## TASK REQUIREMENTS
Restate word for word the lines of the material below, from the line with "hammer position (0..HAMMER_MAX)" to the line with "Downhole supply voltage (V)", both lines included, and no others.
*** Block opens ***
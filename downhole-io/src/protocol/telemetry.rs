//! Telemetry packet (type 0x10)
//!
//! The layout table, the raw wire struct and the scaled report are generated
//! from a single field list, so adding a field without a transfer function does
//! not compile.
//!
//! # Layout (82 bytes, little-endian)
//!
//! | Group | Fields | Wire | Scale |
//! |-------|--------|------|-------|
//! | Motor | voltage, current, rpm | i16 | ÷100 |
//! | Motor | duty cycle | i16 | ÷1000 |
//! | Motor | controller temperature | i16 | ÷10 |
//! | Hammer | position | u8 | raw (percent computed on ingest) |
//! | Pressure | 4 sensors | u16 | raw |
//! | Temperature | motor, mosfet, pcb, imu | i16 | ÷10 |
//! | Temperature | gear 0/1, top plug | i16 | raw |
//! | Inclinometer | x, y | i16 | ÷100 |
//! | IMU | accel, gyro, mag, linear accel, gravity (xyz) | i16 | ÷100 |
//! | IMU | quaternion x, y, z, w | i16 | ÷100 |
//! | Tachometer | revolutions | i32 | raw |
//! | Gyro alarm | flags | u8 | raw |
//! | Supply | downhole voltage | u16 | ÷100 |

use super::fields::{FieldReader, FieldSpec, Transfer, WireType, payload_size};
use crate::error::Result;
use serde::{Deserialize, Serialize};

macro_rules! telemetry_layout {
    ($( $(#[$doc:meta])* $field:ident : $wire:ident => $transfer:ident ),+ $(,)?) => {
        /// Telemetry layout table in wire order
        pub const TELEMETRY_FIELDS: &[FieldSpec] = &[
            $( FieldSpec::new(stringify!($field), WireType::$wire, Transfer::$transfer), )+
        ];

        /// Wire integers of one telemetry packet, before scaling
        #[derive(Debug, Clone, Copy, Default, PartialEq, Eq)]
        pub struct RawTelemetry {
            $( pub $field: i64, )+
        }

        /// Unit-scaled snapshot of the downhole unit
        ///
        /// Missing keys deserialize to 0 so older `drill-state` records stay
        /// readable.
        #[derive(Debug, Clone, Copy, Default, PartialEq, Serialize, Deserialize)]
        #[serde(default)]
        pub struct TelemetryReport {
            $( $(#[$doc])* pub $field: f64, )+
        }

        impl RawTelemetry {
            /// Read every field in wire order
            pub fn read(reader: &mut FieldReader<'_>) -> Result<Self> {
                Ok(Self {
                    $( $field: reader.read(WireType::$wire)?, )+
                })
            }

            /// Append every field in wire order (values saturate to their width)
            pub fn write(&self, out: &mut Vec<u8>) {
                $( WireType::$wire.write(self.$field, out); )+
            }

            /// Apply each field's transfer function
            pub fn scale(&self) -> TelemetryReport {
                TelemetryReport {
                    $( $field: Transfer::$transfer.apply(self.$field), )+
                }
            }
        }

        impl TelemetryReport {
            /// Inverse of [`RawTelemetry::scale`], rounding to the nearest wire integer
            pub fn to_raw(&self) -> RawTelemetry {
                RawTelemetry {
                    $( $field: Transfer::$transfer.invert(self.$field), )+
                }
            }
        }
    };
}

telemetry_layout! {
    /// Motor supply voltage (V)
    motor_voltage: I16 => CENTI,
    /// Motor current (A)
    motor_current: I16 => CENTI,
    /// Motor speed (rev/min)
    motor_rpm: I16 => CENTI,
    /// PWM duty cycle (fraction, signed)
    motor_duty_cycle: I16 => MILLI,
    /// Motor controller temperature (°C)
    motor_controller_temp: I16 => DECI,
    /// Raw hammer position (0..HAMMER_MAX)
    hammer: U8 => IDENTITY,
    pressure_0: U16 => IDENTITY,
    pressure_1: U16 => IDENTITY,
    pressure_2: U16 => IDENTITY,
    pressure_3: U16 => IDENTITY,
    temp_motor: I16 => DECI,
    temp_mosfet: I16 => DECI,
    temp_pcb: I16 => DECI,
    temp_imu: I16 => DECI,
    temp_gear_0: I16 => IDENTITY,
    temp_gear_1: I16 => IDENTITY,
    temp_top_plug: I16 => IDENTITY,
    /// Inclinometer x (°)
    inclinometer_x: I16 => CENTI,
    /// Inclinometer y (°)
    inclinometer_y: I16 => CENTI,
    accel_x: I16 => CENTI,
    accel_y: I16 => CENTI,
    accel_z: I16 => CENTI,
    gyro_x: I16 => CENTI,
    gyro_y: I16 => CENTI,
    gyro_z: I16 => CENTI,
    mag_x: I16 => CENTI,
    mag_y: I16 => CENTI,
    mag_z: I16 => CENTI,
    linear_accel_x: I16 => CENTI,
    linear_accel_y: I16 => CENTI,
    linear_accel_z: I16 => CENTI,
    gravity_x: I16 => CENTI,
    gravity_y: I16 => CENTI,
    gravity_z: I16 => CENTI,
    /// Sensor-fusion quaternion, scalar last
    quat_x: I16 => CENTI,
    quat_y: I16 => CENTI,
    quat_z: I16 => CENTI,
    quat_w: I16 => CENTI,
    /// Signed revolution count
    tachometer: I32 => IDENTITY,
    /// Gyro slip alarm flags
    gyro_alarm: U8 => IDENTITY,
    /// Downhole supply voltage (V)
    downhole_voltage: U16 => CENTI,
}

/// Telemetry payload size in bytes
pub const TELEMETRY_PAYLOAD_SIZE: usize = payload_size(TELEMETRY_FIELDS);

impl TelemetryReport {
    /// On-board fusion quaternion as `[x, y, z, w]`
    pub fn quaternion(&self) -> [f64; 4] {
        [self.quat_x, self.quat_y, self.quat_z, self.quat_w]
    }
}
*** Block closes ***
## SOLUTION TO THE PROBLEM
    /// Raw hammer position (0..HAMMER_MAX)
    hammer: U8 => IDENTITY,
    pressure_0: U16 => IDENTITY,
    pressure_1: U16 => IDENTITY,
    pressure_2: U16 => IDENTITY,
    pressure_3: U16 => IDENTITY,
    temp_motor: I16 => DECI,
    temp_mosfet: I16 => DECI,
    temp_pcb: I16 => DECI,
    temp_imu: I16 => DECI,
    temp_gear_0: I16 => IDENTITY,
    temp_gear_1: I16 => IDENTITY,
    temp_top_plug: I16 => IDENTITY,
    /// Inclinometer x (°)
    inclinometer_x: I16 => CENTI,
    /// Inclinometer y (°)
    inclinometer_y: I16 => CENTI,
    accel_x: I16 => CENTI,
    accel_y: I16 => CENTI,
    accel_z: I16 => CENTI,
    gyro_x: I16 => CENTI,
    gyro_y: I16 => CENTI,
    gyro_z: I16 => CENTI,
    mag_x: I16 => CENTI,
    mag_y: I16 => CENTI,
    mag_z: I16 => CENTI,
    linear_accel_x: I16 => CENTI,
    linear_accel_y: I16 => CENTI,
    linear_accel_z: I16 => CENTI,
    gravity_x: I16 => CENTI,
    gravity_y: I16 => CENTI,
    gravity_z: I16 => CENTI,
    /// Sensor-fusion quaternion, scalar last
    quat_x: I16 => CENTI,
    quat_y: I16 => CENTI,
    quat_z: I16 => CENTI,
    quat_w: I16 => CENTI,
    /// Signed revolution count
    tachometer: I32 => IDENTITY,
    /// Gyro slip alarm flags
    gyro_alarm: U8 => IDENTITY,
    /// Downhole supply voltage (V)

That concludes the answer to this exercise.